Because people used ESC they gave commands in velocity - because that’s what ESC understand.

However you have a real problem with this - because mobile robots don’t live in velocity space they live in the real world which is measured in terms of distance. Generally you want to tell the robot to go forward 1 meter you don’t want to tell the robot to go at 1m/s for 1 second. The best ESC and robots in the world can’t go from 0m/s to 1m/s instantly and they can’t stop instantly either. The notion of a velocity is and can only ever be a target - its not a precise notion and can’t easily be made to be.

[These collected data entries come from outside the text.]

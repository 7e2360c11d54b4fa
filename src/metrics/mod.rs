//! Queue metrics recording.
//!
//! [`QueueMetricsRecorder`] is the seam any instrumentation backend implements.
//! [`PrometheusQueueMetrics`] records into a Prometheus registry and
//! [`NoOpQueueMetrics`] discards everything.

pub mod prometheus;

pub use self::prometheus::{export_metrics, PrometheusQueueMetrics};

use std::time::Duration;

use crate::error::QueueError;
use crate::queue::{ItemStatus, JobProgress};

/// Queue operations observed by the metrics decorator
#[derive(Debug, Clone, Copy, PartialEq, Eq, Hash)]
pub enum Operation {
    Push,
    Pop,
    Ack,
    Nack,
    Progress,
    GetCompletedItems,
    GetFailedItems,
    Close,
}

impl Operation {
    pub fn as_str(&self) -> &'static str {
        match self {
            Self::Push => "push",
            Self::Pop => "pop",
            Self::Ack => "ack",
            Self::Nack => "nack",
            Self::Progress => "progress",
            Self::GetCompletedItems => "get_completed_items",
            Self::GetFailedItems => "get_failed_items",
            Self::Close => "close",
        }
    }
}

/// How an operation ended
#[derive(Debug, Clone, Copy, PartialEq, Eq, Hash)]
pub enum OperationOutcome {
    Success,
    /// `pop` found no pending work
    Empty,
    Error,
}

impl OperationOutcome {
    pub fn of<T>(result: &Result<T, QueueError>) -> Self {
        match result {
            Ok(_) => Self::Success,
            Err(QueueError::QueueEmpty) => Self::Empty,
            Err(_) => Self::Error,
        }
    }

    pub fn as_str(&self) -> &'static str {
        match self {
            Self::Success => "success",
            Self::Empty => "empty",
            Self::Error => "error",
        }
    }
}

/// Recorder for queue metrics; shared by every worker, so implementations
/// must tolerate concurrent calls.
pub trait QueueMetricsRecorder: Send + Sync {
    fn record_operation(&self, operation: Operation, duration: Duration, outcome: OperationOutcome);

    /// An item moved out of `from`. `to` is `None` when the destination is not
    /// known to the caller (a nack may retry or fail the item).
    fn record_item_status_change(&self, job_id: &str, from: ItemStatus, to: Option<ItemStatus>);

    fn record_items_pushed(&self, job_id: &str, count: usize);

    /// An item was delivered again after an earlier failed or timed out attempt
    fn record_retry(&self, job_id: &str);

    fn increment_active_jobs(&self);

    fn decrement_active_jobs(&self);

    /// Reconcile per-status item counts from an authoritative snapshot
    fn observe_progress(&self, _job_id: &str, _progress: &JobProgress) {}

    /// Drop every series labelled with a finished job
    fn forget_job(&self, _job_id: &str) {}
}

/// Recorder that drops every measurement
#[derive(Debug, Clone, Copy, Default)]
pub struct NoOpQueueMetrics;

impl QueueMetricsRecorder for NoOpQueueMetrics {
    fn record_operation(&self, _: Operation, _: Duration, _: OperationOutcome) {}

    fn record_item_status_change(&self, _: &str, _: ItemStatus, _: Option<ItemStatus>) {}

    fn record_items_pushed(&self, _: &str, _: usize) {}

    fn record_retry(&self, _: &str) {}

    fn increment_active_jobs(&self) {}

    fn decrement_active_jobs(&self) {}

    fn observe_progress(&self, _: &str, _: &JobProgress) {}

    fn forget_job(&self, _: &str) {}
}

#[cfg(test)]
mod tests {
    use super::*;

    #[test]
    fn test_outcome_of_result() {
        assert_eq!(OperationOutcome::of(&Ok::<_, QueueError>(())), OperationOutcome::Success);
        assert_eq!(
            OperationOutcome::of::<()>(&Err(QueueError::QueueEmpty)),
            OperationOutcome::Empty
        );
        assert_eq!(
            OperationOutcome::of::<()>(&Err(QueueError::JobNotFound)),
            OperationOutcome::Error
        );
    }

    #[test]
    fn test_operation_labels() {
        assert_eq!(Operation::GetCompletedItems.as_str(), "get_completed_items");
        assert_eq!(OperationOutcome::Empty.as_str(), "empty");
    }
}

Because of the choice of unit space a number of other nasty work arounds emerged too - for example we all put dead-man timers in our robots (well at least I hope we do!). What is a dead man timer? Well its really a nasty way of converting speed to distance. What we say is, we can’t trust the robot to go more than 10cm because we can’t be sure that there isn’t an obstacle in the way so we are going to tell it to stop if it doesn’t get a new velocity command every 0.1second while its going at 1ms.

Normally your sensor suite can clear an area in front of the robot as safe in terms of distance, however how long before the robot stops is going to be a function of speed. Really what you ought to do is have a different deadman timer for different speeds (shorter dead-man for higher speeds) but as we all know that would be nasty nasty nasty nasty so no-one does it - we just fudge it by having a super short deadman even if that isn’t really that appropriate.

Frankly also issuing commands in terms of velocity is bad too because it forces certain control functions to be higher up in the stack than they need to be. For example consider the problem of driving towards a wall to dock with it. Your sensors tell you that you are 0.5m from the wall - you want to be 0.1m from the wall. Your sensor knows how far away the wall 0.001m precision. You have odometery that is accurate to 0.0001m. You should just tell the motor controller that you want to move forward 0.4 meters and then check to make sure you got to the right place. But oh no! We have to tell the motor controller that you want to go at 0.1m/s and you have to keep telling the motor controller that this is what you want to do every 0.1seconds and repeat this 40 times or more. Because none of the systems really knows how fast the robot is accelerating you have to have a high level control loop that constantly reads the sensor data to see if you’ve done it right etc. etc. etc. What a god awful mess!

My suggestion is that you simply issue commands in terms of cartesian space. The motor controller (which will have to be specific to each robot anyways) has to understand this command and execute it for that robot. This will be much better because invariably the control loop on the motor controller is super fast and is much more able to deal with variations of the dynamics of the robot than higher level stacks.

I’d suggest that you have a command that defines the arc that you’d like the robot to follow and the distance relative to current position. Maximum velocity, maximum acceleration would be settable parameters. The arc could be defined in a number of ways - it could be defined in radians - so for example a command of

d=1 meter
arc = 0 radians

Would cause the robot to driver forward 1 meter. A command of

d=0
arc=pi

Would cause the robot to turn in place

a command of

d= pi /2
arc

Would cause the robot to drive in a semi-circle.

For a differential drive robot this would be easy - the motor controller would execute the arc

For an Ackerman steering type robot - well it obviously can’t turn in place but execution would be easy too.